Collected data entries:

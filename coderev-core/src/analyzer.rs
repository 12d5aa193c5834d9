//! The analyzer seam and its mock implementation.
//!
//! Session and UI code only ever see `Arc<dyn Analyzer>`. `MockAnalyzer` is
//! the one implementation shipped today: it waits a fixed latency and returns
//! the same three suggestions whatever the input. A real backend replaces it
//! behind the same trait.

use std::time::Duration;

use async_trait::async_trait;

use crate::suggestion::{Category, Suggestion};

/// Latency of [`MockAnalyzer`] from call to result delivery.
pub const MOCK_LATENCY: Duration = Duration::from_millis(1500);

/// Produces suggestions for a piece of source text.
///
/// Implementations must be cheap to share across tasks; the runner clones the
/// `Arc` into the spawned analysis task.
#[async_trait]
pub trait Analyzer: Send + Sync + std::fmt::Debug {
    /// Analyzes `input` and returns suggestions in display order.
    async fn analyze(&self, input: &str) -> Vec<Suggestion>;
}

/// Stand-in analyzer with fixed latency and fixed output.
#[derive(Debug, Clone, Copy)]
pub struct MockAnalyzer {
    latency: Duration,
}

impl MockAnalyzer {
    /// Creates the mock with the standard 1.5 s latency.
    pub fn new() -> Self {
        Self {
            latency: MOCK_LATENCY,
        }
    }

    /// The fixed suggestion sequence returned by every call.
    pub fn canned_suggestions() -> Vec<Suggestion> {
        [
            (
                Category::Improvement,
                "Consider using const instead of let for variables that are not reassigned",
                3,
            ),
            (
                Category::Warning,
                "This function could benefit from TypeScript type annotations",
                5,
            ),
            (
                Category::Error,
                "Potential memory leak: useEffect cleanup function missing",
                12,
            ),
        ]
        .into_iter()
        .filter_map(|(category, message, line)| Suggestion::new(category, message, Some(line)).ok())
        .collect()
    }
}

impl Default for MockAnalyzer {
    fn default() -> Self {
        Self::new()
    }
}

#[async_trait]
impl Analyzer for MockAnalyzer {
    async fn analyze(&self, input: &str) -> Vec<Suggestion> {
        tracing::debug!(
            input_len = input.len(),
            latency_ms = self.latency.as_millis() as u64,
            "mock analysis started"
        );
        tokio::time::sleep(self.latency).await;
        Self::canned_suggestions()
    }
}
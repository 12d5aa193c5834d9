//! Help overlay renderer for coderev.
//!
//! Draws a centred modal box over the panels using ratatui's `Clear` widget to
//! erase the background first, inside the same `terminal.draw()` closure as
//! everything else.

use ratatui::{
    layout::Constraint,
    text::{Line, Text},
    widgets::{Block, Clear, Paragraph, Wrap},
    Frame,
};

use crate::theme::Theme;

/// Renders the help overlay as a centred modal on top of the layout.
///
/// Skipped on terminals narrower than 50 columns, where the modal would not
/// fit its own key column.
pub fn render_help_overlay(frame: &mut Frame, theme: &Theme, help_scroll: u16) {
    if frame.area().width < 50 {
        return;
    }

    let overlay_area = frame
        .area()
        .centered(Constraint::Percentage(80), Constraint::Percentage(80));

    frame.render_widget(Clear, overlay_area);

    let block = Block::bordered()
        .title(" Help (j/k scroll, ? or Esc to dismiss) ")
        .border_style(ratatui::style::Style::default().fg(theme.border_active));

    frame.render_widget(
        Paragraph::new(build_help_text())
            .block(block)
            .wrap(Wrap { trim: false })
            .scroll((help_scroll, 0)),
        overlay_area,
    );
}

/// Builds the help text as a multi-line `Text` value.
fn build_help_text() -> Text<'static> {
    Text::from(vec![
        Line::from("Analysis"),
        Line::from("  Ctrl-R        Analyze the code (disabled while empty or running)"),
        Line::from("  a             Analyze (Normal mode)"),
        Line::from(""),
        Line::from("Editing"),
        Line::from("  i / Enter     Edit the code (Insert mode)"),
        Line::from("  Esc           Back to Normal mode"),
        Line::from("  Arrows        Move the cursor"),
        Line::from("  Home / End    Start / end of line"),
        Line::from("  Ctrl-L        Clear the editor"),
        Line::from("  paste         Bracketed paste inserts at the cursor"),
        Line::from(""),
        Line::from("Navigation"),
        Line::from("  Tab / H / L   Switch panel focus"),
        Line::from("  j / k         Scroll down / up one line"),
        Line::from("  g / G         Jump to top / bottom"),
        Line::from("  Ctrl-d / u    Scroll half page down / up"),
        Line::from(""),
        Line::from("General"),
        Line::from("  ?             Open / close this help overlay"),
        Line::from("  q / Esc       Quit"),
    ])
}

WORK ORDER ▸ The lines needed are those in the data above that hold the string "Paragraph"; copy each of them.

TASK RESPONSE ▸
    widgets::{Block, Clear, Paragraph, Wrap},
        Paragraph::new(build_help_text())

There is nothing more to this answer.